Analyse - Photo de Ayesta et Bression
Carlos Ayesta Guillaume Bression No go zone
1 - Technicité :
Une photo d'un plan large construite sur un point de fuite central.
Dans un réseau de lignes obliques conduisant à ce point, quelques éléments verticaux (supports de pubs, pubs, verticales du mobilier...).
Une femme poussant chariot apporte une touche de vie. Mais la femme est figée. Elle se tient droite, visage tourné vers les frigos situés sur la droite de la photo. Cette femme au chariot se trouve à égales distances des rayonnages de droite et de gauche. Elle, semble s'interroger sur ses achats : son regard se porte sur les rayons de droite, le chariot part sur ceux de gauche. Un "grand écart" qui, graphiquement, casse la rigidité du décor et, qui, symboliquement, renforce sa perplexité.
C'est une image contrastée. Mise à part la zone centrale, les couleurs sont ternes et sombres. Les touches de couleurs proviennent des publicités, affichettes prix et, bien entendu, des vêtements de la femme.

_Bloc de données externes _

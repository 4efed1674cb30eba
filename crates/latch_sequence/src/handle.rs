//! Generation-checked handles and the slot arena behind them
//!
//! Handles are lightweight (8 bytes) references into an owning arena.
//! The generation counter is bumped whenever a slot is freed, so a handle
//! kept across a removal stops resolving instead of aliasing whatever
//! reuses the slot.

/// Define a `Copy` handle type backed by `[32-bit index | 32-bit generation]`.
///
/// # Example
/// ```ignore
/// define_handle!(ObjectHandle, "Handle to a live runtime object.");
/// ```
#[macro_export]
macro_rules! define_handle {
    ($name:ident, $doc:expr) => {
        #[doc = $doc]
        #[derive(Debug, Copy, Clone, PartialEq, Eq, PartialOrd, Ord, Hash)]
        pub struct $name {
            index: u32,
            generation: u32,
        }

        impl $name {
            pub(crate) const fn new(index: u32, generation: u32) -> Self {
                Self { index, generation }
            }

            pub fn index(&self) -> u32 {
                self.index
            }

            pub fn generation(&self) -> u32 {
                self.generation
            }

            /// Serialize to 64-bit integer (for logs and external tables)
            pub fn to_bits(&self) -> u64 {
                ((self.generation as u64) << 32) | (self.index as u64)
            }

            /// Deserialize from 64-bit integer
            pub fn from_bits(bits: u64) -> Self {
                Self {
                    index: bits as u32,
                    generation: (bits >> 32) as u32,
                }
            }
        }

        impl std::fmt::Display for $name {
            fn fmt(&self, f: &mut std::fmt::Formatter<'_>) -> std::fmt::Result {
                write!(f, "{}v{}", self.index, self.generation)
            }
        }
    };
}

struct Slot<T> {
    generation: u32,
    value: Option<T>,
}

/// Slot arena with a free list. Freed slots are reused with a bumped
/// generation.
pub(crate) struct Slots<T> {
    slots: Vec<Slot<T>>,
    free: Vec<u32>,
    len: usize,
}

impl<T> Slots<T> {
    pub fn new() -> Self {
        Self {
            slots: Vec::new(),
            free: Vec::new(),
            len: 0,
        }
    }

    /// Store a value, returning its `(index, generation)` pair.
    pub fn insert(&mut self, value: T) -> (u32, u32) {
        self.len += 1;
        if let Some(index) = self.free.pop() {
            let slot = &mut self.slots[index as usize];
            slot.value = Some(value);
            (index, slot.generation)
        } else {
            let index = self.slots.len() as u32;
            self.slots.push(Slot {
                generation: 0,
                value: Some(value),
            });
            (index, 0)
        }
    }

    /// Remove the value if the generation still matches.
    pub fn remove(&mut self, index: u32, generation: u32) -> Option<T> {
        let slot = self.slots.get_mut(index as usize)?;
        if slot.generation != generation {
            return None;
        }
        let value = slot.value.take()?;
        slot.generation = slot.generation.wrapping_add(1);
        self.free.push(index);
        self.len -= 1;
        Some(value)
    }

    pub fn get(&self, index: u32, generation: u32) -> Option<&T> {
        let slot = self.slots.get(index as usize)?;
        if slot.generation != generation {
            return None;
        }
        slot.value.as_ref()
    }

    pub fn get_mut(&mut self, index: u32, generation: u32) -> Option<&mut T> {
        let slot = self.slots.get_mut(index as usize)?;
        if slot.generation != generation {
            return None;
        }
        slot.value.as_mut()
    }

    /// Iterate live values in slot order.
    pub fn iter(&self) -> impl Iterator<Item = (u32, u32, &T)> {
        self.slots.iter().enumerate().filter_map(|(index, slot)| {
            slot.value
                .as_ref()
                .map(|value| (index as u32, slot.generation, value))
        })
    }

    pub fn len(&self) -> usize {
        self.len
    }

    pub fn is_empty(&self) -> bool {
        self.len == 0
    }
}

impl<T> Default for Slots<T> {
    fn default() -> Self {
        Self::new()
    }
}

Une lumière provient du plafond dont on ne sait pas s'il s'agit d'un plafond de verre ou plexiglas à lamelles ou d'un ensemble de néons avec des lamelles diffuseurs (on peut supposer que dans ce magasin, il n'y a plus d'électricité, ce qui nous ferait pencher pour la première solution). Un "coup" de flash vient éclairer la scène afin de "déboucher" le personnage central.
2 - Interprétation :
Dans leur série "Revenir sur nos pas", les 2 photographes ont convaincu des habitants évacués après la catastrophe nucléaire de Fukushima de revenir dans leur ancien cadre de vie. Cela donne des images surréalistes.
Peut-on de nouveau vivre dans un univers dévasté ? Cette femme revient dans une grande surface qu'elle a dû fréquenter par le passé. Dans cet univers de la consommation, que reste-t-il ? Les produits ne sont plus consommables, l'endroit est abandonné, laissé en l'état, le sol sale est jonché de détritus.
Ce qui fait la force de la série, c'est l'attitude des personnages : on aurait pu présenter une femme en pleurs, les mains devant le visage, une longue plainte sortant de sa bouche... Rien de tout cela. Ce qui frappe dans cette photo c'est la sérénité de cette femme. Le calme au centre d'une tempête. La présence terrible du chariot nous dit que cette femme était entrée avec l'espoir d'y refaire ses achats, de croire que la vie d'avant pouvait reprendre.
Le chariot reste et restera vide : il n'est pas possible de reprendre le cours des choses comme si rien ne s'était passé. En restant au centre de l'allée, cette femme le sait bien, elle n'ose s'approcher des rayonnages, elle n'ose s'avouer que c'est bel et bien fini.
Fini ? Pour le moment sans doute, pour combien de temps ? Nul ne sait.
Les "mises en scène" de la série "No go zone" nous renvoient à notre humanité qui rêve (heureusement) qu'un jour peut-être... et qu'il faut continuer à espérer.